[RECORDS SHOWN Boundary: Start]

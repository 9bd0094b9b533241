//! Dynamic programming.
//!
//! Each function builds its table bottom-up and drops it on return; no
//! state survives between calls.

mod lcs;
pub use lcs::*;

mod knapsack;
pub use knapsack::*;

mod coin_change;
pub use coin_change::*;
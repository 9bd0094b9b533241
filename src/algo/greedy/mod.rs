//! Greedy algorithms.

mod activity;
pub use activity::*;

mod huffman;
pub use huffman::*;
//! Sorting algorithms.
//!
//! All sorts are generic over a total order: either the [`Ord`] instance of
//! the element type or, for the `_by` variants, a comparator that must be a
//! total order. Quadratic sorts work in place; divide-and-conquer sorts
//! return a new vector and leave the input untouched.
//!
//! | Sort                 | Time (worst) | Extra space | Stable |
//! |----------------------|--------------|-------------|--------|
//! | [`bubble_sort`]      | O(n²)        | O(1)        | yes    |
//! | [`selection_sort`]   | O(n²)        | O(1)        | no     |
//! | [`insertion_sort`]   | O(n²)        | O(1)        | yes    |
//! | [`merge_sort`]       | O(n log n)   | O(n)        | yes    |
//! | [`par_merge_sort`]   | O(n log n)   | O(n)        | yes    |
//! | [`quick_sort`]       | O(n²)        | O(n)        | yes    |

mod simple;
pub use simple::*;

mod merge;
pub use merge::*;

mod quick;
pub use quick::*;
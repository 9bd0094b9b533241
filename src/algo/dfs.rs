use crate::algo::visits::{depth_first, Sequential};
use crate::graphs::traits::RandomAccessGraph;
use dsi_progress_logger::ProgressLog;
use std::convert::Infallible;

/// Returns the nodes reachable from `start` in depth-first preorder.
///
/// Successors are explored in adjacency order, so the result is the order
/// in which a recursive depth-first visit would first reach each node. The
/// visit itself is iterative (see [`depth_first::Seq`]).
///
/// # Panics
///
/// If `start` is not a node of the graph.
///
/// # Examples
///
/// ```
/// use classic_algo::algo::dfs;
/// use classic_algo::graphs::NamedGraph;
/// use dsi_progress_logger::no_logging;
///
/// let graph = NamedGraph::from_adjacency([
///     ("A", vec!["B", "C"]),
///     ("B", vec!["A", "D", "E"]),
///     ("C", vec!["A", "F"]),
///     ("D", vec!["B"]),
///     ("E", vec!["B", "F"]),
///     ("F", vec!["C", "E"]),
/// ]);
/// let order = dfs(&graph, 0, no_logging![]);
/// assert_eq!(graph.names(order), ["A", "B", "D", "E", "F", "C"]);
/// ```
pub fn dfs(graph: impl RandomAccessGraph, start: usize, pl: &mut impl ProgressLog) -> Vec<usize> {
    let num_nodes = graph.num_nodes();
    assert!(
        start < num_nodes,
        "Start node {start} is not smaller than the number of nodes ({num_nodes})"
    );

    let mut visit = depth_first::Seq::new(&graph);
    pl.item_name("node");
    pl.expected_updates(Some(num_nodes));
    pl.info(format_args!("Starting from node {start}"));
    pl.start("Visiting graph depth-first...");

    let mut order = Vec::new();
    visit
        .visit(
            start,
            |event| {
                if let depth_first::EventPred::Previsit { curr, .. } = event {
                    order.push(curr);
                }
                Ok::<_, Infallible>(())
            },
            pl,
        )
        .unwrap_or_else(|never| match never {});

    pl.done();
    order
}
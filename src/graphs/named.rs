use super::traits::{RandomAccessGraph, WeightedGraph};
use super::VecGraph;
use crate::{Error, Result};
use std::collections::HashMap;

/// A [`VecGraph`] whose nodes have names.
///
/// Nodes are numbered in order of first appearance of their name. Algorithms
/// work on node indices; [`node`](NamedGraph::node) and
/// [`name`](NamedGraph::name) translate between the two.
///
/// # Examples
///
/// ```
/// use classic_algo::graphs::NamedGraph;
///
/// let graph = NamedGraph::from_adjacency([("A", vec!["B", "C"]), ("B", vec!["A"])]);
/// assert_eq!(graph.node("C"), Some(2));
/// assert_eq!(graph.name(1), "B");
/// ```
#[derive(Debug, Clone)]
pub struct NamedGraph<L = ()> {
    graph: VecGraph<L>,
    names: Vec<String>,
    ids: HashMap<String, usize>,
}

impl<L> Default for NamedGraph<L> {
    fn default() -> Self {
        Self {
            graph: VecGraph::new(),
            names: Vec::new(),
            ids: HashMap::new(),
        }
    }
}

impl<L> NamedGraph<L> {
    /// Creates an empty graph.
    pub fn new() -> Self {
        Self::default()
    }

    /// Returns the node with the given name, adding it if necessary.
    pub fn add_node(&mut self, name: &str) -> usize {
        if let Some(&id) = self.ids.get(name) {
            return id;
        }
        let id = self.names.len();
        self.names.push(name.to_owned());
        self.ids.insert(name.to_owned(), id);
        self.graph.add_node(id);
        id
    }

    /// Adds a labeled arc between two named nodes, adding them if necessary.
    pub fn add_labeled_arc(&mut self, from: &str, to: &str, label: L) {
        let u = self.add_node(from);
        let v = self.add_node(to);
        self.graph.add_labeled_arc(u, v, label);
    }

    /// Creates a graph from labeled adjacency lists.
    ///
    /// Nodes are numbered in order of appearance, scanning each list after
    /// its source.
    pub fn from_labeled_adjacency<'a, S>(lists: impl IntoIterator<Item = (&'a str, S)>) -> Self
    where
        S: IntoIterator<Item = (&'a str, L)>,
    {
        let mut graph = Self::new();
        for (from, succ) in lists {
            graph.add_node(from);
            for (to, label) in succ {
                graph.add_labeled_arc(from, to, label);
            }
        }
        graph
    }

    /// Returns the index of the node with the given name.
    pub fn node(&self, name: &str) -> Option<usize> {
        self.ids.get(name).copied()
    }

    /// Returns the index of the node with the given name, or an error.
    ///
    /// # Errors
    ///
    /// [`Error::UnknownNode`] if no node has the given name.
    pub fn try_node(&self, name: &str) -> Result<usize> {
        self.node(name).ok_or_else(|| Error::UnknownNode(name.to_owned()))
    }

    /// Returns the name of a node.
    pub fn name(&self, node: usize) -> &str {
        &self.names[node]
    }

    /// Maps a sequence of nodes to their names.
    pub fn names(&self, nodes: impl IntoIterator<Item = usize>) -> Vec<&str> {
        nodes.into_iter().map(|node| self.name(node)).collect()
    }

    /// Returns the underlying graph.
    pub fn graph(&self) -> &VecGraph<L> {
        &self.graph
    }
}

impl NamedGraph {
    /// Adds an arc between two named nodes, adding them if necessary.
    pub fn add_arc(&mut self, from: &str, to: &str) {
        self.add_labeled_arc(from, to, ());
    }

    /// Creates a graph from adjacency lists.
    pub fn from_adjacency<'a, S>(lists: impl IntoIterator<Item = (&'a str, S)>) -> Self
    where
        S: IntoIterator<Item = &'a str>,
    {
        Self::from_labeled_adjacency(
            lists
                .into_iter()
                .map(|(from, succ)| (from, succ.into_iter().map(|to| (to, ())))),
        )
    }
}

impl<L> RandomAccessGraph for NamedGraph<L> {
    type Successors<'a>
        = <VecGraph<L> as RandomAccessGraph>::Successors<'a>
    where
        Self: 'a;

    fn num_nodes(&self) -> usize {
        self.graph.num_nodes()
    }

    fn num_arcs(&self) -> usize {
        self.graph.num_arcs()
    }

    fn successors(&self, node: usize) -> Self::Successors<'_> {
        self.graph.successors(node)
    }

    fn outdegree(&self, node: usize) -> usize {
        self.graph.outdegree(node)
    }
}

impl WeightedGraph for NamedGraph<u64> {
    type WeightedSuccessors<'a> = <VecGraph<u64> as WeightedGraph>::WeightedSuccessors<'a>;

    fn weighted_successors(&self, node: usize) -> Self::WeightedSuccessors<'_> {
        self.graph.weighted_successors(node)
    }
}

[RECORDS SHOWN Boundary: End]

== PROBLEM REQUIREMENTS ==
Write the data out again in full and exactly.

== RESPONSE TO THIS TASK ==
repository 9bd0094b9b533241
//! Dynamic programming.
//!
//! Each function builds its table bottom-up and drops it on return; no
//! state survives between calls.

mod lcs;
pub use lcs::*;

mod knapsack;
pub use knapsack::*;

mod coin_change;
pub use coin_change::*;
repository 9bd0094b9b533241
filename src/algo/greedy/mod.rs
//! Greedy algorithms.

mod activity;
pub use activity::*;

mod huffman;
pub use huffman::*;
//! Sorting algorithms.
//!
//! All sorts are generic over a total order: either the [`Ord`] instance of
//! the element type or, for the `_by` variants, a comparator that must be a
//! total order. Quadratic sorts work in place; divide-and-conquer sorts
//! return a new vector and leave the input untouched.
//!
//! | Sort                 | Time (worst) | Extra space | Stable |
//! |----------------------|--------------|-------------|--------|
//! | [`bubble_sort`]      | O(n²)        | O(1)        | yes    |
//! | [`selection_sort`]   | O(n²)        | O(1)        | no     |
//! | [`insertion_sort`]   | O(n²)        | O(1)        | yes    |
//! | [`merge_sort`]       | O(n log n)   | O(n)        | yes    |
//! | [`par_merge_sort`]   | O(n log n)   | O(n)        | yes    |
//! | [`quick_sort`]       | O(n²)        | O(n)        | yes    |

mod simple;
pub use simple::*;

mod merge;
pub use merge::*;

mod quick;
pub use quick::*;
repository 9bd0094b9b533241
filename src/algo/dfs.rs
use crate::algo::visits::{depth_first, Sequential};
use crate::graphs::traits::RandomAccessGraph;
use dsi_progress_logger::ProgressLog;
use std::convert::Infallible;

/// Returns the nodes reachable from `start` in depth-first preorder.
///
/// Successors are explored in adjacency order, so the result is the order
/// in which a recursive depth-first visit would first reach each node. The
/// visit itself is iterative (see [`depth_first::Seq`]).
///
/// # Panics
///
/// If `start` is not a node of the graph.
///
/// # Examples
///
/// ```
/// use classic_algo::algo::dfs;
/// use classic_algo::graphs::NamedGraph;
/// use dsi_progress_logger::no_logging;
///
/// let graph = NamedGraph::from_adjacency([
///     ("A", vec!["B", "C"]),
///     ("B", vec!["A", "D", "E"]),
///     ("C", vec!["A", "F"]),
///     ("D", vec!["B"]),
///     ("E", vec!["B", "F"]),
///     ("F", vec!["C", "E"]),
/// ]);
/// let order = dfs(&graph, 0, no_logging![]);
/// assert_eq!(graph.names(order), ["A", "B", "D", "E", "F", "C"]);
/// ```
pub fn dfs(graph: impl RandomAccessGraph, start: usize, pl: &mut impl ProgressLog) -> Vec<usize> {
    let num_nodes = graph.num_nodes();
    assert!(
        start < num_nodes,
        "Start node {start} is not smaller than the number of nodes ({num_nodes})"
    );

    let mut visit = depth_first::Seq::new(&graph);
    pl.item_name("node");
    pl.expected_updates(Some(num_nodes));
    pl.info(format_args!("Starting from node {start}"));
    pl.start("Visiting graph depth-first...");

    let mut order = Vec::new();
    visit
        .visit(
            start,
            |event| {
                if let depth_first::EventPred::Previsit { curr, .. } = event {
                    order.push(curr);
                }
                Ok::<_, Infallible>(())
            },
            pl,
        )
        .unwrap_or_else(|never| match never {});

    pl.done();
    order
}
filename src/graphs/named.rs
use super::traits::{RandomAccessGraph, WeightedGraph};
use super::VecGraph;
use crate::{Error, Result};
use std::collections::HashMap;

/// A [`VecGraph`] whose nodes have names.
///
/// Nodes are numbered in order of first appearance of their name. Algorithms
/// work on node indices; [`node`](NamedGraph::node) and
/// [`name`](NamedGraph::name) translate between the two.
///
/// # Examples
///
/// ```
/// use classic_algo::graphs::NamedGraph;
///
/// let graph = NamedGraph::from_adjacency([("A", vec!["B", "C"]), ("B", vec!["A"])]);
/// assert_eq!(graph.node("C"), Some(2));
/// assert_eq!(graph.name(1), "B");
/// ```
#[derive(Debug, Clone)]
pub struct NamedGraph<L = ()> {
    graph: VecGraph<L>,
    names: Vec<String>,
    ids: HashMap<String, usize>,
}

impl<L> Default for NamedGraph<L> {
    fn default() -> Self {
        Self {
            graph: VecGraph::new(),
            names: Vec::new(),
            ids: HashMap::new(),
        }
    }
}

impl<L> NamedGraph<L> {
    /// Creates an empty graph.
    pub fn new() -> Self {
        Self::default()
    }

    /// Returns the node with the given name, adding it if necessary.
    pub fn add_node(&mut self, name: &str) -> usize {
        if let Some(&id) = self.ids.get(name) {
            return id;
        }
        let id = self.names.len();
        self.names.push(name.to_owned());
        self.ids.insert(name.to_owned(), id);
        self.graph.add_node(id);
        id
    }

    /// Adds a labeled arc between two named nodes, adding them if necessary.
    pub fn add_labeled_arc(&mut self, from: &str, to: &str, label: L) {
        let u = self.add_node(from);
        let v = self.add_node(to);
        self.graph.add_labeled_arc(u, v, label);
    }

    /// Creates a graph from labeled adjacency lists.
    ///
    /// Nodes are numbered in order of appearance, scanning each list after
    /// its source.
    pub fn from_labeled_adjacency<'a, S>(lists: impl IntoIterator<Item = (&'a str, S)>) -> Self
    where
        S: IntoIterator<Item = (&'a str, L)>,
    {
        let mut graph = Self::new();
        for (from, succ) in lists {
            graph.add_node(from);
            for (to, label) in succ {
                graph.add_labeled_arc(from, to, label);
            }
        }
        graph
    }

    /// Returns the index of the node with the given name.
    pub fn node(&self, name: &str) -> Option<usize> {
        self.ids.get(name).copied()
    }

    /// Returns the index of the node with the given name, or an error.
    ///
    /// # Errors
    ///
    /// [`Error::UnknownNode`] if no node has the given name.
    pub fn try_node(&self, name: &str) -> Result<usize> {
        self.node(name).ok_or_else(|| Error::UnknownNode(name.to_owned()))
    }

    /// Returns the name of a node.
    pub fn name(&self, node: usize) -> &str {
        &self.names[node]
    }

    /// Maps a sequence of nodes to their names.
    pub fn names(&self, nodes: impl IntoIterator<Item = usize>) -> Vec<&str> {
        nodes.into_iter().map(|node| self.name(node)).collect()
    }

    /// Returns the underlying graph.
    pub fn graph(&self) -> &VecGraph<L> {
        &self.graph
    }
}

impl NamedGraph {
    /// Adds an arc between two named nodes, adding them if necessary.
    pub fn add_arc(&mut self, from: &str, to: &str) {
        self.add_labeled_arc(from, to, ());
    }

    /// Creates a graph from adjacency lists.
    pub fn from_adjacency<'a, S>(lists: impl IntoIterator<Item = (&'a str, S)>) -> Self
    where
        S: IntoIterator<Item = &'a str>,
    {
        Self::from_labeled_adjacency(
            lists
                .into_iter()
                .map(|(from, succ)| (from, succ.into_iter().map(|to| (to, ())))),
        )
    }
}

impl<L> RandomAccessGraph for NamedGraph<L> {
    type Successors<'a>
        = <VecGraph<L> as RandomAccessGraph>::Successors<'a>
    where
        Self: 'a;

    fn num_nodes(&self) -> usize {
        self.graph.num_nodes()
    }

    fn num_arcs(&self) -> usize {
        self.graph.num_arcs()
    }

    fn successors(&self, node: usize) -> Self::Successors<'_> {
        self.graph.successors(node)
    }

    fn outdegree(&self, node: usize) -> usize {
        self.graph.outdegree(node)
    }
}

impl WeightedGraph for NamedGraph<u64> {
    type WeightedSuccessors<'a> = <VecGraph<u64> as WeightedGraph>::WeightedSuccessors<'a>;

    fn weighted_successors(&self, node: usize) -> Self::WeightedSuccessors<'_> {
        self.graph.weighted_successors(node)
    }
}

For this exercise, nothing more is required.